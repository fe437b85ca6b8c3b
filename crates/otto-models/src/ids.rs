//! Type-safe message identifiers.

use serde::{Deserialize, Serialize};
use std::fmt;
use uuid::Uuid;

/// Unique identifier of a bus message.
///
/// Agent and task identifiers are human-derived and allocated by the
/// persistence layer; message identifiers are random UUIDs.
#[derive(Debug, Clone, PartialEq, Eq, Hash, PartialOrd, Ord, Serialize, Deserialize)]
#[serde(transparent)]
pub struct MessageId(String);

impl MessageId {
    /// Creates a new random ID.
    pub fn new() -> Self {
        Self(Uuid::new_v4().to_string())
    }

    /// Creates an ID from an existing string (for deserialization/testing).
    pub fn from_string(s: impl Into<String>) -> Self {
        Self(s.into())
    }

    /// Returns the inner string.
    pub fn as_str(&self) -> &str {
        &self.0
    }
}

impl Default for MessageId {
    fn default() -> Self {
        Self::new()
    }
}

impl fmt::Display for MessageId {
    fn fmt(&self, f: &mut fmt::Formatter<'_>) -> fmt::Result {
        write!(f, "{}", self.0)
    }
}

impl From<String> for MessageId {
    fn from(s: String) -> Self {
        Self(s)
    }
}

impl From<&str> for MessageId {
    fn from(s: &str) -> Self {
        Self(s.to_string())
    }
}

impl AsRef<str> for MessageId {
    fn as_ref(&self) -> &str {
        &self.0
    }
}
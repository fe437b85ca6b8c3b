//! Persistence layer for Otto.
//!
//! All state lives in one embedded LMDB environment. LMDB allows a single
//! write transaction at a time, so concurrent writers (several agent
//! processes sharing one state directory) are serialized by the store itself
//! and every operation here is atomic per call.
//!
//! # Example
//!
//! ```no_run
//! use otto_persistence::Store;
//! use otto_models::{Agent, Message, MessageFilter, MessageType};
//!
//! let store = Store::open("/home/user/.otto/db", 1024).unwrap();
//!
//! // Register an agent
//! let agent = Agent::new("authbackend", "claude", "auth backend");
//! store.agents().create_agent(&agent).unwrap();
//!
//! // Post and query messages
//! let msg = Message::builder("authbackend", MessageType::Say, "started").build();
//! store.messages().create_message(&msg).unwrap();
//! let unread = store
//!     .messages()
//!     .list_messages(&MessageFilter::new().unread_by("orchestrator"))
//!     .unwrap();
//! ```

pub mod agent_store;
pub mod error;
pub mod ids;
pub mod log_store;
pub mod message_store;
pub mod store;
pub mod task_store;

pub use agent_store::AgentRegistry;
pub use error::{PersistenceError, Result};
pub use ids::IdentifierGenerator;
pub use log_store::LogStore;
pub use message_store::MessageStore;
pub use store::Store;
pub use task_store::TaskStore;
//! Durable message storage with filtered, ordered queries.

use heed::RwTxn;
use otto_models::{Message, MessageFilter, MessageId};

use crate::error::{PersistenceError, Result};
use crate::store::{decode, encode, sequence_key, Store};

const KIND: &str = "message";
const SEQUENCE: &str = "messages";

/// Message table.
///
/// Rows are keyed by insertion sequence, so a full scan yields creation
/// order with ties broken by insertion order.
pub struct MessageStore<'s> {
    store: &'s Store,
}

impl<'s> MessageStore<'s> {
    pub(crate) fn new(store: &'s Store) -> Self {
        Self { store }
    }

    /// Inserts a new message.
    ///
    /// # Errors
    /// Returns `Duplicate` if a message with the same ID exists.
    pub fn create_message(&self, message: &Message) -> Result<()> {
        let mut wtxn = self.store.write_txn()?;
        insert_message(self.store, &mut wtxn, message)?;
        wtxn.commit()?;
        Ok(())
    }

    /// Loads a message by ID.
    pub fn get_message(&self, id: &MessageId) -> Result<Message> {
        let rtxn = self.store.read_txn()?;
        let dbs = self.store.dbs;

        let key = dbs
            .message_ids
            .get(&rtxn, id.as_str())?
            .ok_or_else(|| PersistenceError::not_found(KIND, id.as_str()))?;
        match dbs.messages.get(&rtxn, key)? {
            Some(bytes) => decode(bytes),
            None => Err(PersistenceError::InvalidData(format!(
                "message index points at missing row {}",
                key
            ))),
        }
    }

    /// Lists messages matching `filter`, oldest first.
    ///
    /// `filter.limit` is applied after every other predicate.
    pub fn list_messages(&self, filter: &MessageFilter) -> Result<Vec<Message>> {
        let rtxn = self.store.read_txn()?;
        let mut messages = Vec::new();

        for item in self.store.dbs.messages.iter(&rtxn)? {
            if filter.limit.is_some_and(|limit| messages.len() >= limit) {
                break;
            }
            let (_, bytes) = item?;
            let message: Message = decode(bytes)?;
            if filter.matches(&message) {
                messages.push(message);
            }
        }

        Ok(messages)
    }

    /// Adds `reader` to a message's read-by set.
    ///
    /// Returns false if the reader had already consumed the message.
    pub fn mark_read(&self, id: &MessageId, reader: &str) -> Result<bool> {
        let mut wtxn = self.store.write_txn()?;
        let dbs = self.store.dbs;

        let key = match dbs.message_ids.get(&wtxn, id.as_str())? {
            Some(key) => key.to_string(),
            None => return Err(PersistenceError::not_found(KIND, id.as_str())),
        };
        let mut message: Message = match dbs.messages.get(&wtxn, &key)? {
            Some(bytes) => decode(bytes)?,
            None => return Err(PersistenceError::not_found(KIND, id.as_str())),
        };

        if !message.mark_read(reader) {
            return Ok(false);
        }
        dbs.messages.put(&mut wtxn, &key, &encode(&message)?)?;
        wtxn.commit()?;
        Ok(true)
    }
}

/// Writes `message` inside an open write transaction.
pub(crate) fn insert_message(store: &Store, wtxn: &mut RwTxn<'_>, message: &Message) -> Result<()> {
    let dbs = store.dbs;

    if dbs.message_ids.get(wtxn, message.id.as_str())?.is_some() {
        return Err(PersistenceError::duplicate(KIND, message.id.as_str()));
    }

    let key = sequence_key(store.next_sequence(wtxn, SEQUENCE)?);
    dbs.messages.put(wtxn, &key, &encode(message)?)?;
    dbs.message_ids.put(wtxn, message.id.as_str(), &key)?;
    Ok(())
}

#[cfg(test)]
mod tests {
    use super::*;
    use otto_models::MessageType;
    use tempfile::tempdir;

    fn open() -> (tempfile::TempDir, Store) {
        let dir = tempdir().unwrap();
        let store = Store::open(dir.path(), 16).unwrap();
        (dir, store)
    }

    fn seed(store: &Store) -> Vec<Message> {
        let messages = vec![
            Message::builder("a", MessageType::Say, "one").build(),
            Message::builder("b", MessageType::Question, "two")
                .mention("a")
                .build(),
            Message::prompt("orchestrator", "a", "three"),
            Message::builder("a", MessageType::Say, "four").build(),
        ];
        for msg in &messages {
            store.messages().create_message(msg).unwrap();
        }
        messages
    }

    fn contents(messages: &[Message]) -> Vec<&str> {
        messages.iter().map(|m| m.content.as_str()).collect()
    }

    #[test]
    fn test_list_preserves_insertion_order() {
        let (_dir, store) = open();
        seed(&store);

        let all = store.messages().list_messages(&MessageFilter::new()).unwrap();
        assert_eq!(contents(&all), vec!["one", "two", "three", "four"]);
    }

    #[test]
    fn test_duplicate_id_fails() {
        let (_dir, store) = open();
        let msg = Message::builder("a", MessageType::Say, "x").id("m1").build();

        store.messages().create_message(&msg).unwrap();
        let err = store.messages().create_message(&msg).unwrap_err();

        assert!(err.is_storage());
        assert_eq!(
            store
                .messages()
                .list_messages(&MessageFilter::new())
                .unwrap()
                .len(),
            1
        );
    }

    #[test]
    fn test_filter_by_type_and_sender() {
        let (_dir, store) = open();
        seed(&store);

        let says = store
            .messages()
            .list_messages(&MessageFilter::new().of_type(MessageType::Say))
            .unwrap();
        assert_eq!(contents(&says), vec!["one", "four"]);

        let from_b = store
            .messages()
            .list_messages(&MessageFilter::new().from("b"))
            .unwrap();
        assert_eq!(contents(&from_b), vec!["two"]);
    }

    #[test]
    fn test_filter_by_mention_and_recipient() {
        let (_dir, store) = open();
        seed(&store);

        let mentioned = store
            .messages()
            .list_messages(&MessageFilter::new().mentioning("a"))
            .unwrap();
        assert_eq!(contents(&mentioned), vec!["two"]);

        let directed = store
            .messages()
            .list_messages(&MessageFilter::new().to("a"))
            .unwrap();
        assert_eq!(contents(&directed), vec!["three"]);
    }

    #[test]
    fn test_unread_filter_excludes_read_messages() {
        let (_dir, store) = open();
        let messages = seed(&store);

        assert!(store.messages().mark_read(&messages[0].id, "r").unwrap());
        assert!(store.messages().mark_read(&messages[2].id, "r").unwrap());

        let unread = store
            .messages()
            .list_messages(&MessageFilter::new().unread_by("r"))
            .unwrap();
        assert_eq!(contents(&unread), vec!["two", "four"]);

        // Another reader still sees everything.
        let other = store
            .messages()
            .list_messages(&MessageFilter::new().unread_by("s"))
            .unwrap();
        assert_eq!(other.len(), 4);
    }

    #[test]
    fn test_mark_read_is_idempotent() {
        let (_dir, store) = open();
        let messages = seed(&store);

        assert!(store.messages().mark_read(&messages[1].id, "r").unwrap());
        assert!(!store.messages().mark_read(&messages[1].id, "r").unwrap());

        let loaded = store.messages().get_message(&messages[1].id).unwrap();
        assert_eq!(loaded.read_by.len(), 1);
        assert!(loaded.is_read_by("r"));
    }

    #[test]
    fn test_mark_read_missing_message() {
        let (_dir, store) = open();
        let err = store
            .messages()
            .mark_read(&MessageId::from("nope"), "r")
            .unwrap_err();
        assert!(err.is_not_found());
    }

    #[test]
    fn test_limit_applies_after_filters() {
        let (_dir, store) = open();
        seed(&store);

        // "three" is skipped by the sender predicate, not by the cap.
        let limited = store
            .messages()
            .list_messages(&MessageFilter::new().from("a").limit(2))
            .unwrap();
        assert_eq!(contents(&limited), vec!["one", "four"]);

        let first = store
            .messages()
            .list_messages(&MessageFilter::new().limit(1))
            .unwrap();
        assert_eq!(contents(&first), vec!["one"]);
    }
}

= = =

Instructions for the task: Would you please copy each line of the listing that contains the word "authbackend"?

Exercise solution:
//! let agent = Agent::new("authbackend", "claude", "auth backend");
//! let msg = Message::builder("authbackend", MessageType::Say, "started").build();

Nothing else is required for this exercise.